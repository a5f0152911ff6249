//! Generative-language provider abstraction.
//!
//! The assistant talks to a [`TextProvider`] trait object so the Gemini
//! client can be swapped for the mock in tests.

pub mod gemini;
pub mod mock;

use async_trait::async_trait;
use thiserror::Error;

/// Error type for provider operations.
#[derive(Error, Debug, Clone, PartialEq, Eq)]
pub enum ProviderError {
    #[error("Provider not configured: {0}")]
    NotConfigured(String),

    #[error("API error: {0}")]
    ApiError(String),

    #[error("Rate limited")]
    RateLimited,

    #[error("Content filtered")]
    ContentFiltered,

    #[error("Network error: {0}")]
    NetworkError(String),
}

/// Result of a provider call.
#[derive(Debug, Clone)]
pub struct ProviderResponse {
    /// Reply text; `None` when the model returned no text parts.
    pub text: Option<String>,

    /// Input tokens consumed.
    pub input_tokens: i32,

    /// Output tokens generated.
    pub output_tokens: i32,

    /// Finish reason.
    pub finish_reason: FinishReason,
}

/// Reason why generation stopped.
#[derive(Debug, Clone, Copy, PartialEq, Eq)]
pub enum FinishReason {
    Complete,
    Length,
    ContentFilter,
}

impl FinishReason {
    pub(crate) fn from_api(reason: Option<&str>) -> Self {
        match reason {
            Some("MAX_TOKENS") => FinishReason::Length,
            Some("SAFETY") | Some("PROHIBITED_CONTENT") | Some("BLOCKLIST") => {
                FinishReason::ContentFilter
            }
            _ => FinishReason::Complete,
        }
    }
}

/// Generation parameters for a single request.
#[derive(Debug, Clone, Default, PartialEq, Eq)]
pub struct GenerationParams {
    /// Ask the model for an `application/json` reply.
    pub json_output: bool,
}

impl GenerationParams {
    pub fn json() -> Self {
        Self { json_output: true }
    }
}

/// Trait for text generation providers (e.g., Gemini).
#[async_trait]
pub trait TextProvider: Send + Sync {
    /// Generate a text reply for a fully assembled prompt.
    async fn generate(
        &self,
        prompt: &str,
        params: &GenerationParams,
    ) -> Result<ProviderResponse, ProviderError>;

    /// Cheap readiness check. Must not call the upstream API.
    async fn health_check(&self) -> Result<(), ProviderError>;

    /// Model identifier, for logs and the health endpoint.
    fn model(&self) -> &str;
}

#[cfg(test)]
mod tests {
    use super::*;

    #[test]
    fn test_finish_reason_mapping() {
        assert_eq!(FinishReason::from_api(Some("STOP")), FinishReason::Complete);
        assert_eq!(FinishReason::from_api(None), FinishReason::Complete);
        assert_eq!(
            FinishReason::from_api(Some("MAX_TOKENS")),
            FinishReason::Length
        );
        assert_eq!(
            FinishReason::from_api(Some("SAFETY")),
            FinishReason::ContentFilter
        );
    }

    #[test]
    fn test_provider_error_display() {
        assert_eq!(ProviderError::RateLimited.to_string(), "Rate limited");
        assert_eq!(
            ProviderError::NetworkError("connection refused".to_string()).to_string(),
            "Network error: connection refused"
        );
    }
}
════
--- WHAT TO WORK ON ---
Please find every line in the listing that holds the string "Debug" and copy it.

--- RESULT OF THE EXERCISE ---
#[derive(Error, Debug, Clone, PartialEq, Eq)]
#[derive(Debug, Clone)]
#[derive(Debug, Clone, Copy, PartialEq, Eq)]
#[derive(Debug, Clone, Default, PartialEq, Eq)]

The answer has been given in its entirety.